Making barren places fruitful with kindness

When we consider that Helen Keller was blind and deaf, her words on how to make the most of life are reminders to  all of us  to look beyond the difficulties that come our way each day. Her focus was on what she could do for others and on not what the thoughts in her mind or others’ minds said she could not do.

Join the great company of those who make the barren places of life fruitful with kindness.  Your success and happiness lie within you.  External conditions are the accidents of life, its outer wrappings.  The great, enduring realities are love and service.  Joy is the holy fire that keeps our purpose warm and our intelligence aglow.  Resolve to keep happy, and your joy and you shall form an invincible host against difficulty.

Helen Keller

Little acts of kindness

Life is so difficult, how can we be anything but kind?
Sylvia Boornstein, Happiness is an Inside Job

Each day there are innumerable moments when we have the possibility to be kind or helpful to one another. We can choose not to. However, it seems to me that much of life is made up of innumerable little occasions like this.

We can wait around to do something big with our life. Or we can do the little things that are presented each day.

The purpose of human life, why we survive, why we live, is to  give happiness to [others]. Even if we cannot do everything now,  just to stop one problem of another person is worthwhile.
Lama Thubten Zopa Rinpoche

Stillness of the heron

Judith sent me this beautiful poem, by a Canadian poet. Again, the action of a heron – this time its almost “monastic” stillness – confronts the poet and prompts reflections on how some moments contain everything:

A hunched grey shape
framed by leaves
with lake water behind
standing on our
little point of land
like a small monk
in a green monastery
meditating

almost sculpture
except that it’s alive
brooding immobile permanent
for half an hour
a blue heron
and it occurs to me
that if I were to die at this moment
that picture would accompany me
wherever I am going
for part of the way

Al Purdy, The last picture in the world

The first snow

Last night the first snow of this winter fell, and this morning awoke cold and grey. Just ten days ago we were having unusually warm and sunny autumn. The change feels sudden and even though it was clear that winter was on its way, it can leave us feeling surprised. Frequently things that happen outside of us have an impact on how we view life and the weather is no exception. In this way it becomes an interesting teacher and metaphor for us. We can learn about our mind seeing how it responds to something new. The most important thing is not the weather but to see that the change is mostly inside us and not in the world around us. Things, like the weather, are a given; happiness – or unhappiness – comes from our response to that given.

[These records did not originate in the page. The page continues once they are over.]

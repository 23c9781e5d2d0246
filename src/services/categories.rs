use crate::domain::category::Category;
use crate::forms::categories::AddCategoryForm;
use crate::repository::{CategoryReader, CategoryWriter};
use crate::services::{ServiceError, ServiceResult, validation};

/// Returns all categories sorted by name.
pub fn list_categories<R>(repo: &R) -> ServiceResult<Vec<Category>>
where
    R: CategoryReader + ?Sized,
{
    repo.list_categories().map_err(ServiceError::from)
}

/// Creates a new category after checking name uniqueness.
pub fn create_category<R>(repo: &R, form: AddCategoryForm) -> ServiceResult<Category>
where
    R: CategoryReader + CategoryWriter + ?Sized,
{
    let new_category = form
        .into_new_category()
        .map_err(|err| ServiceError::Form(err.to_string()))?;

    validation::ensure_category_name_available(repo, &new_category.name)?;

    repo.create_category(&new_category)
        .map_err(ServiceError::from)
}

/// Deletes a category and, by cascade, its products.
pub fn remove_category<R>(repo: &R, category_id: i32) -> ServiceResult<()>
where
    R: CategoryWriter + ?Sized,
{
    repo.delete_category(category_id).map_err(ServiceError::from)
}

#[cfg(test)]
mod tests {
    use super::*;
    use chrono::{NaiveDate, NaiveDateTime};

    use crate::repository::errors::{RepositoryError, RepositoryResult};
    use crate::repository::mock::{MockCategoryReader, MockCategoryWriter};

    fn datetime() -> NaiveDateTime {
        NaiveDate::from_ymd_opt(2024, 1, 1)
            .and_then(|date| date.and_hms_opt(0, 0, 0))
            .unwrap_or_default()
    }

    fn sample_category(id: i32, name: &str) -> Category {
        Category {
            id,
            name: name.to_string(),
            created_at: datetime(),
            updated_at: datetime(),
        }
    }

    struct FakeRepo {
        reader: MockCategoryReader,
        writer: MockCategoryWriter,
    }

    impl FakeRepo {
        fn new() -> Self {
            Self {
                reader: MockCategoryReader::new(),
                writer: MockCategoryWriter::new(),
            }
        }
    }

    impl CategoryReader for FakeRepo {
        fn get_category_by_id(&self, id: i32) -> RepositoryResult<Option<Category>> {
            self.reader.get_category_by_id(id)
        }

        fn get_category_by_name(&self, name: &str) -> RepositoryResult<Option<Category>> {
            self.reader.get_category_by_name(name)
        }

        fn list_categories(&self) -> RepositoryResult<Vec<Category>> {
            self.reader.list_categories()
        }
    }

    impl CategoryWriter for FakeRepo {
        fn create_category(
            &self,
            new_category: &crate::domain::category::NewCategory,
        ) -> RepositoryResult<Category> {
            self.writer.create_category(new_category)
        }

        fn delete_category(&self, category_id: i32) -> RepositoryResult<()> {
            self.writer.delete_category(category_id)
        }
    }

    #[test]
    fn create_category_persists_new_entry() {
        let mut repo = FakeRepo::new();

        repo.reader
            .expect_get_category_by_name()
            .times(1)
            .withf(|name| name == "Rings")
            .returning(|_| Ok(None));

        repo.writer
            .expect_create_category()
            .times(1)
            .withf(|new_category| new_category.name == "Rings")
            .returning(|new_category| Ok(sample_category(5, &new_category.name)));

        let form = AddCategoryForm {
            name: " Rings ".to_string(),
        };

        let created = create_category(&repo, form).expect("expected success");

        assert_eq!(created.id, 5);
        assert_eq!(created.name, "Rings");
    }

    #[test]
    fn create_category_rejects_duplicate_name() {
        let mut repo = FakeRepo::new();

        repo.reader
            .expect_get_category_by_name()
            .returning(|name| Ok(Some(sample_category(1, name))));

        let form = AddCategoryForm {
            name: "Rings".to_string(),
        };

        let result = create_category(&repo, form);

        assert!(matches!(result, Err(ServiceError::DuplicateName(_))));
    }

    #[test]
    fn create_category_rejects_invalid_form() {
        let repo = FakeRepo::new();

        let form = AddCategoryForm {
            name: "  ".to_string(),
        };

        let result = create_category(&repo, form);

        assert!(matches!(result, Err(ServiceError::Form(_))));
    }

    #[test]
    fn remove_category_maps_missing_id_to_not_found() {
        let mut repo = MockCategoryWriter::new();

        repo.expect_delete_category()
            .times(1)
            .returning(|_| Err(RepositoryError::NotFound));

        let result = remove_category(&repo, 99);

        assert!(matches!(result, Err(ServiceError::NotFound)));
    }

    #[test]
    fn list_categories_passes_through() {
        let mut repo = MockCategoryReader::new();

        repo.expect_list_categories()
            .times(1)
            .returning(|| Ok(vec![sample_category(1, "Bracelets"), sample_category(2, "Rings")]));

        let categories = list_categories(&repo).expect("expected success");

        assert_eq!(categories.len(), 2);
        assert_eq!(categories[0].name, "Bracelets");
    }
}
use std::env;
use std::sync::Arc;

use actix_cors::Cors;
use actix_files::Files;
use actix_web::{App, HttpServer, middleware, web};
use dotenvy::dotenv;

use saaj_catalog::config::ServerConfig;
use saaj_catalog::db::establish_connection_pool;
use saaj_catalog::repository::DieselRepository;
use saaj_catalog::routes::categories::{add_category, delete_category, show_categories};
use saaj_catalog::routes::images::upload;
use saaj_catalog::routes::products::{
    add_product, delete_product, edit_product, show_product, show_products,
};
use saaj_catalog::routes::tags::{add_tag, delete_tag, show_tags};
use saaj_catalog::storage::{ImageStore, LocalImageStore};

#[actix_web::main]
async fn main() -> std::io::Result<()> {
    env_logger::init_from_env(env_logger::Env::default().default_filter_or("info"));
    dotenv().ok(); // Load .env file

    let database_url = env::var("DATABASE_URL").unwrap_or("catalog.db".to_string());
    let port = env::var("PORT").unwrap_or("8080".to_string());
    let port = port.parse::<u16>().unwrap_or(8080);
    let address = env::var("ADDRESS").unwrap_or("127.0.0.1".to_string());

    let admin_api_key = match env::var("ADMIN_API_KEY") {
        Ok(key) if !key.is_empty() => key,
        _ => {
            log::error!("ADMIN_API_KEY environment variable not set");
            std::process::exit(1);
        }
    };
    let config = ServerConfig::new(admin_api_key);

    // Comma-separated browser origins; unset means any origin is accepted.
    let allowed_origins: Vec<String> = env::var("ALLOWED_ORIGINS")
        .map(|value| {
            value
                .split(',')
                .map(|origin| origin.trim().to_string())
                .filter(|origin| !origin.is_empty())
                .collect()
        })
        .unwrap_or_default();

    let media_root = env::var("MEDIA_ROOT").unwrap_or("media".to_string());
    let media_base_url =
        env::var("MEDIA_BASE_URL").unwrap_or(format!("http://{address}:{port}/media"));

    let pool = match establish_connection_pool(&database_url) {
        Ok(pool) => pool,
        Err(e) => {
            log::error!("Failed to establish database connection: {e}");
            std::process::exit(1);
        }
    };
    let repo = DieselRepository::new(pool);

    let store = match LocalImageStore::new(&media_root, media_base_url) {
        Ok(store) => Arc::new(store) as Arc<dyn ImageStore>,
        Err(e) => {
            log::error!("Failed to prepare media directory: {e}");
            std::process::exit(1);
        }
    };
    let store = web::Data::from(store);

    HttpServer::new(move || {
        let cors = if allowed_origins.is_empty() {
            Cors::permissive()
        } else {
            let mut cors = Cors::default()
                .allow_any_method()
                .allow_any_header()
                .supports_credentials();
            for origin in &allowed_origins {
                cors = cors.allowed_origin(origin);
            }
            cors
        };

        App::new()
            .wrap(cors)
            .wrap(middleware::Compress::default())
            .wrap(middleware::Logger::default())
            .service(Files::new("/media", media_root.clone()))
            .service(show_categories)
            .service(add_category)
            .service(delete_category)
            .service(show_tags)
            .service(add_tag)
            .service(delete_tag)
            .service(show_products)
            .service(show_product)
            .service(add_product)
            .service(edit_product)
            .service(delete_product)
            .service(upload)
            .app_data(web::Data::new(repo.clone()))
            .app_data(web::Data::new(config.clone()))
            .app_data(store.clone())
    })
    .bind((address, port))?
    .run()
    .await
}
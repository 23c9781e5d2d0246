//! Referential and uniqueness checks run before any write is committed.

use std::collections::HashSet;

use crate::repository::{CategoryReader, TagReader};
use crate::services::{ServiceError, ServiceResult};

/// Fail with `DuplicateName` when a category with this name already exists.
pub fn ensure_category_name_available<R>(repo: &R, name: &str) -> ServiceResult<()>
where
    R: CategoryReader + ?Sized,
{
    match repo.get_category_by_name(name)? {
        Some(_) => Err(ServiceError::DuplicateName(format!("category `{name}`"))),
        None => Ok(()),
    }
}

/// Fail with `DuplicateName` when a tag with this name already exists.
pub fn ensure_tag_name_available<R>(repo: &R, name: &str) -> ServiceResult<()>
where
    R: TagReader + ?Sized,
{
    match repo.get_tag_by_name(name)? {
        Some(_) => Err(ServiceError::DuplicateName(format!("tag `{name}`"))),
        None => Ok(()),
    }
}

/// Fail with `MissingReference` when the category id does not resolve.
pub fn ensure_category_exists<R>(repo: &R, category_id: i32) -> ServiceResult<()>
where
    R: CategoryReader + ?Sized,
{
    match repo.get_category_by_id(category_id)? {
        Some(_) => Ok(()),
        None => Err(ServiceError::MissingReference(format!(
            "category {category_id} does not exist"
        ))),
    }
}

/// Fail with `MissingReference` when any supplied tag id does not resolve.
///
/// Ids are checked as a set: duplicates collapse to one check each, and the
/// number of resolved distinct ids must equal the number supplied.
pub fn ensure_tags_exist<R>(repo: &R, tag_ids: &[i32]) -> ServiceResult<()>
where
    R: TagReader + ?Sized,
{
    let distinct: HashSet<i32> = tag_ids.iter().copied().collect();
    if distinct.is_empty() {
        return Ok(());
    }

    let ids: Vec<i32> = distinct.iter().copied().collect();
    let found = repo.list_tags_by_ids(&ids)?;

    if found.len() != distinct.len() {
        let found_ids: HashSet<i32> = found.iter().map(|tag| tag.id).collect();
        let mut missing: Vec<i32> = distinct.difference(&found_ids).copied().collect();
        missing.sort_unstable();
        return Err(ServiceError::MissingReference(format!(
            "tags {missing:?} do not exist"
        )));
    }

    Ok(())
}
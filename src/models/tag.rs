use chrono::NaiveDateTime;
use diesel::prelude::*;

use crate::domain::tag::{NewTag as DomainNewTag, Tag as DomainTag};

#[derive(Debug, Clone, Identifiable, Queryable, Selectable)]
#[diesel(table_name = crate::schema::tags)]
pub struct Tag {
    pub id: i32,
    pub name: String,
    pub created_at: NaiveDateTime,
    pub updated_at: NaiveDateTime,
}

#[derive(Insertable)]
#[diesel(table_name = crate::schema::tags)]
pub struct NewTag<'a> {
    pub name: &'a str,
}

impl From<Tag> for DomainTag {
    fn from(value: Tag) -> Self {
        Self {
            id: value.id,
            name: value.name,
            created_at: value.created_at,
            updated_at: value.updated_at,
        }
    }
}

impl<'a> From<&'a DomainNewTag> for NewTag<'a> {
    fn from(value: &'a DomainNewTag) -> Self {
        Self {
            name: value.name.as_str(),
        }
    }
}
use thiserror::Error;

use crate::repository::errors::RepositoryError;
use crate::storage::StorageError;

pub mod categories;
pub mod images;
pub mod products;
pub mod tags;
pub mod validation;

/// Result type returned by all service operations.
pub type ServiceResult<T> = Result<T, ServiceError>;

/// User-visible failure categories surfaced to the transport layer.
#[derive(Debug, Error)]
pub enum ServiceError {
    #[error("unauthorized")]
    Unauthorized,
    #[error("record not found")]
    NotFound,
    #[error("{0} already exists")]
    DuplicateName(String),
    #[error("{0}")]
    MissingReference(String),
    #[error("{0}")]
    Form(String),
    #[error("unsupported media type: {0}")]
    UnsupportedMedia(String),
    #[error(transparent)]
    Storage(#[from] StorageError),
    #[error("internal error: {0}")]
    Internal(String),
}

impl From<RepositoryError> for ServiceError {
    fn from(value: RepositoryError) -> Self {
        match value {
            RepositoryError::NotFound => ServiceError::NotFound,
            other => ServiceError::Internal(other.to_string()),
        }
    }
}
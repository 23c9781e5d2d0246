use diesel::r2d2::PoolError;
use thiserror::Error;

/// Result type returned by all repository operations.
pub type RepositoryResult<T> = Result<T, RepositoryError>;

/// Failures surfaced by the persistence layer.
#[derive(Debug, Error)]
pub enum RepositoryError {
    #[error("record not found")]
    NotFound,
    #[error("connection pool error: {0}")]
    Pool(#[from] PoolError),
    #[error("database error: {0}")]
    Database(#[from] diesel::result::Error),
}
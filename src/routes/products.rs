use actix_web::{HttpResponse, Responder, delete, get, post, put, web};

use crate::config::ServerConfig;
use crate::forms::products::{AddProductForm, EditProductForm};
use crate::repository::DieselRepository;
use crate::routes::{AdminKeyQuery, error_response};
use crate::services::products::{
    ProductsQuery, create_product, get_product, list_products, remove_product, update_product,
};

#[get("/products")]
pub async fn show_products(
    params: web::Query<ProductsQuery>,
    repo: web::Data<DieselRepository>,
) -> impl Responder {
    match list_products(repo.get_ref(), params.into_inner()) {
        Ok(products) => HttpResponse::Ok().json(products),
        Err(err) => error_response(&err),
    }
}

#[get("/products/{product_id}")]
pub async fn show_product(
    path: web::Path<i32>,
    repo: web::Data<DieselRepository>,
) -> impl Responder {
    let product_id = path.into_inner();

    match get_product(repo.get_ref(), product_id) {
        Ok(product) => HttpResponse::Ok().json(product),
        Err(err) => error_response(&err),
    }
}

#[post("/products")]
pub async fn add_product(
    params: web::Query<AdminKeyQuery>,
    repo: web::Data<DieselRepository>,
    config: web::Data<ServerConfig>,
    form: web::Json<AddProductForm>,
) -> impl Responder {
    match create_product(
        repo.get_ref(),
        config.get_ref(),
        params.key.as_deref(),
        form.into_inner(),
    ) {
        Ok(product) => HttpResponse::Ok().json(product),
        Err(err) => error_response(&err),
    }
}

#[put("/products/{product_id}")]
pub async fn edit_product(
    path: web::Path<i32>,
    params: web::Query<AdminKeyQuery>,
    repo: web::Data<DieselRepository>,
    config: web::Data<ServerConfig>,
    form: web::Json<EditProductForm>,
) -> impl Responder {
    let product_id = path.into_inner();

    match update_product(
        repo.get_ref(),
        config.get_ref(),
        params.key.as_deref(),
        product_id,
        form.into_inner(),
    ) {
        Ok(product) => HttpResponse::Ok().json(product),
        Err(err) => error_response(&err),
    }
}

#[delete("/products/{product_id}")]
pub async fn delete_product(
    path: web::Path<i32>,
    params: web::Query<AdminKeyQuery>,
    repo: web::Data<DieselRepository>,
    config: web::Data<ServerConfig>,
) -> impl Responder {
    let product_id = path.into_inner();

    match remove_product(
        repo.get_ref(),
        config.get_ref(),
        params.key.as_deref(),
        product_id,
    ) {
        Ok(()) => HttpResponse::NoContent().finish(),
        Err(err) => error_response(&err),
    }
}
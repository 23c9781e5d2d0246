use serde::{Deserialize, Serialize};

/// Domain representation of an image owned by a single product.
///
/// Images have no lifecycle of their own; they are created and destroyed
/// only as part of product create/update/delete.
#[derive(Debug, Clone, Serialize, Deserialize, PartialEq, Eq)]
pub struct ProductImage {
    /// Unique identifier of the image record.
    pub id: i32,
    /// Identifier of the owning product.
    pub product_id: i32,
    /// Public URL where the image bytes are served from.
    pub url: String,
}

/// Payload carrying the URL of an image to attach to a product.
#[derive(Debug, Clone, Serialize, Deserialize, PartialEq, Eq)]
pub struct NewProductImage {
    /// Public URL of the image.
    pub url: String,
}

impl NewProductImage {
    pub fn new(url: impl Into<String>) -> Self {
        Self { url: url.into() }
    }
}
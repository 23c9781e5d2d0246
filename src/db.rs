use diesel::prelude::*;
use diesel::r2d2::{ConnectionManager, CustomizeConnection, Pool, PoolError, PooledConnection};
use diesel::sqlite::SqliteConnection;

/// Shared r2d2 pool of SQLite connections.
pub type DbPool = Pool<ConnectionManager<SqliteConnection>>;
/// A single connection checked out of the pool.
pub type DbConnection = PooledConnection<ConnectionManager<SqliteConnection>>;

/// Turns on foreign key enforcement for every checked-out connection.
#[derive(Debug)]
struct SqliteCustomizer;

impl CustomizeConnection<SqliteConnection, diesel::r2d2::Error> for SqliteCustomizer {
    fn on_acquire(&self, conn: &mut SqliteConnection) -> Result<(), diesel::r2d2::Error> {
        diesel::sql_query("PRAGMA foreign_keys = ON;")
            .execute(conn)
            .map(|_| ())
            .map_err(diesel::r2d2::Error::QueryError)
    }
}

/// Build a connection pool for the given SQLite database path or URL.
pub fn establish_connection_pool(database_url: &str) -> Result<DbPool, PoolError> {
    let manager = ConnectionManager::<SqliteConnection>::new(database_url);
    Pool::builder()
        .connection_customizer(Box::new(SqliteCustomizer))
        .build(manager)
}
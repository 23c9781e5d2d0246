pub mod category;
pub mod product;
pub mod product_image;
pub mod tag;
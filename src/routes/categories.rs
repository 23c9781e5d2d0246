use actix_web::{HttpResponse, Responder, delete, get, post, web};

use crate::forms::categories::AddCategoryForm;
use crate::repository::DieselRepository;
use crate::routes::error_response;
use crate::services::categories::{create_category, list_categories, remove_category};

#[get("/categories")]
pub async fn show_categories(repo: web::Data<DieselRepository>) -> impl Responder {
    match list_categories(repo.get_ref()) {
        Ok(categories) => HttpResponse::Ok().json(categories),
        Err(err) => error_response(&err),
    }
}

#[post("/categories")]
pub async fn add_category(
    repo: web::Data<DieselRepository>,
    form: web::Json<AddCategoryForm>,
) -> impl Responder {
    match create_category(repo.get_ref(), form.into_inner()) {
        Ok(category) => HttpResponse::Ok().json(category),
        Err(err) => error_response(&err),
    }
}

#[delete("/categories/{category_id}")]
pub async fn delete_category(
    path: web::Path<i32>,
    repo: web::Data<DieselRepository>,
) -> impl Responder {
    let category_id = path.into_inner();

    match remove_category(repo.get_ref(), category_id) {
        Ok(()) => HttpResponse::NoContent().finish(),
        Err(err) => error_response(&err),
    }
}
use diesel::prelude::*;

use crate::domain::category::{Category as DomainCategory, NewCategory as DomainNewCategory};
use crate::models::category::{Category as DbCategory, NewCategory as DbNewCategory};
use crate::repository::errors::{RepositoryError, RepositoryResult};
use crate::repository::{CategoryReader, CategoryWriter, DieselRepository};

impl CategoryReader for DieselRepository {
    fn get_category_by_id(&self, id: i32) -> RepositoryResult<Option<DomainCategory>> {
        use crate::schema::categories;

        let mut conn = self.conn()?;

        let category = categories::table
            .filter(categories::id.eq(id))
            .first::<DbCategory>(&mut conn)
            .optional()?;

        Ok(category.map(DomainCategory::from))
    }

    fn get_category_by_name(&self, name: &str) -> RepositoryResult<Option<DomainCategory>> {
        use crate::schema::categories;

        let mut conn = self.conn()?;

        let category = categories::table
            .filter(categories::name.eq(name))
            .first::<DbCategory>(&mut conn)
            .optional()?;

        Ok(category.map(DomainCategory::from))
    }

    fn list_categories(&self) -> RepositoryResult<Vec<DomainCategory>> {
        use crate::schema::categories;

        let mut conn = self.conn()?;

        let categories = categories::table
            .order(categories::name.asc())
            .load::<DbCategory>(&mut conn)?;

        Ok(categories.into_iter().map(DomainCategory::from).collect())
    }
}

impl CategoryWriter for DieselRepository {
    fn create_category(&self, new_category: &DomainNewCategory) -> RepositoryResult<DomainCategory> {
        use crate::schema::categories;

        let mut conn = self.conn()?;
        let insertable = DbNewCategory::from(new_category);

        let created = diesel::insert_into(categories::table)
            .values(&insertable)
            .get_result::<DbCategory>(&mut conn)?;

        Ok(created.into())
    }

    /// Deleting a category removes its products and, transitively, their
    /// images and tag associations, all inside one transaction.
    fn delete_category(&self, category_id: i32) -> RepositoryResult<()> {
        use crate::schema::{categories, product_images, product_tags, products};

        let mut conn = self.conn()?;

        conn.transaction::<(), RepositoryError, _>(|conn| {
            let product_ids = products::table
                .filter(products::category_id.eq(category_id))
                .select(products::id)
                .load::<i32>(conn)?;

            if !product_ids.is_empty() {
                diesel::delete(
                    product_images::table.filter(product_images::product_id.eq_any(&product_ids)),
                )
                .execute(conn)?;

                diesel::delete(
                    product_tags::table.filter(product_tags::product_id.eq_any(&product_ids)),
                )
                .execute(conn)?;

                diesel::delete(products::table.filter(products::id.eq_any(&product_ids)))
                    .execute(conn)?;
            }

            let deleted =
                diesel::delete(categories::table.filter(categories::id.eq(category_id)))
                    .execute(conn)?;

            if deleted == 0 {
                return Err(RepositoryError::NotFound);
            }

            Ok(())
        })
    }
}
pub mod categories;
pub mod images;
pub mod products;
pub mod tags;

/// Collapse runs of whitespace and strip control characters from a
/// single-line value.
pub(crate) fn sanitize_inline_text(input: &str) -> String {
    let mut sanitized = String::with_capacity(input.len());
    let mut previous_whitespace = false;

    for ch in input.trim().chars() {
        if ch.is_whitespace() {
            if !previous_whitespace {
                sanitized.push(' ');
                previous_whitespace = true;
            }
        } else if ch.is_control() {
            continue;
        } else {
            sanitized.push(ch);
            previous_whitespace = false;
        }
    }

    sanitized
}

/// Sanitize a multi-line value line by line, trimming blank edges and
/// collapsing repeated blank lines.
pub(crate) fn sanitize_multiline_text(input: &str) -> String {
    let mut lines: Vec<String> = input.lines().map(sanitize_inline_text).collect();

    while matches!(lines.first(), Some(line) if line.is_empty()) {
        lines.remove(0);
    }

    while matches!(lines.last(), Some(line) if line.is_empty()) {
        lines.pop();
    }

    if lines.is_empty() {
        return String::new();
    }

    let mut result = Vec::with_capacity(lines.len());
    let mut previous_empty = false;
    for line in lines {
        let is_empty = line.is_empty();
        if is_empty {
            if previous_empty {
                continue;
            }
            previous_empty = true;
            result.push(String::new());
        } else {
            previous_empty = false;
            result.push(line);
        }
    }

    result.join("\n")
}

One thing that strikes me is that sudden change is not unusual and is frequent in nature. However, we tend to see it as an interruption and try and hold on to things remaining the same. We seem to instinctively be always plotting  to make some moments last forever.  The weather teaches us that no matter how much we wish or try to control things, tomorrow may not look the same as today. Some things will change or end. People move away; relationships end; airports are closed. We can work with these events when they happen. But for the moment all we have is today. We try and make  living well, each moment,  our focus.

The second thing that strikes me is that our moods can change as suddenly as the weather does. Sometimes our days can seem dark and bleak and cold. And that can seem very bad to us. However, maybe some low moods can be just natural changes or periods of calm. Maybe our psyche or soul has need of some rest, for its own good reasons. It may not always be a problem that needs to be fixed but rather a period of growth that has its own lessons. Just as the seeds are growing under the snow-covered soil this morning, things are coming to birth whether we notice it or not. Our instinct and modern society tells us to move away from low periods and that life is equated with movement. Nature reminds us that life is not always obvious growth, and does not always have to be bright. There is a time to be patient as we wait for new life to blossom forth.

One sees clearly only with the heart

It may be that when we no longer know what to do,

we have come to our real work

and when we no longer know which way to go

we have begun our real journey.

Wendell Berry

Challenges

A full life is not made up of an uninterrupted succession of pleasant sensations
but really comes from transforming the way we understand and work through the challenges of our existence.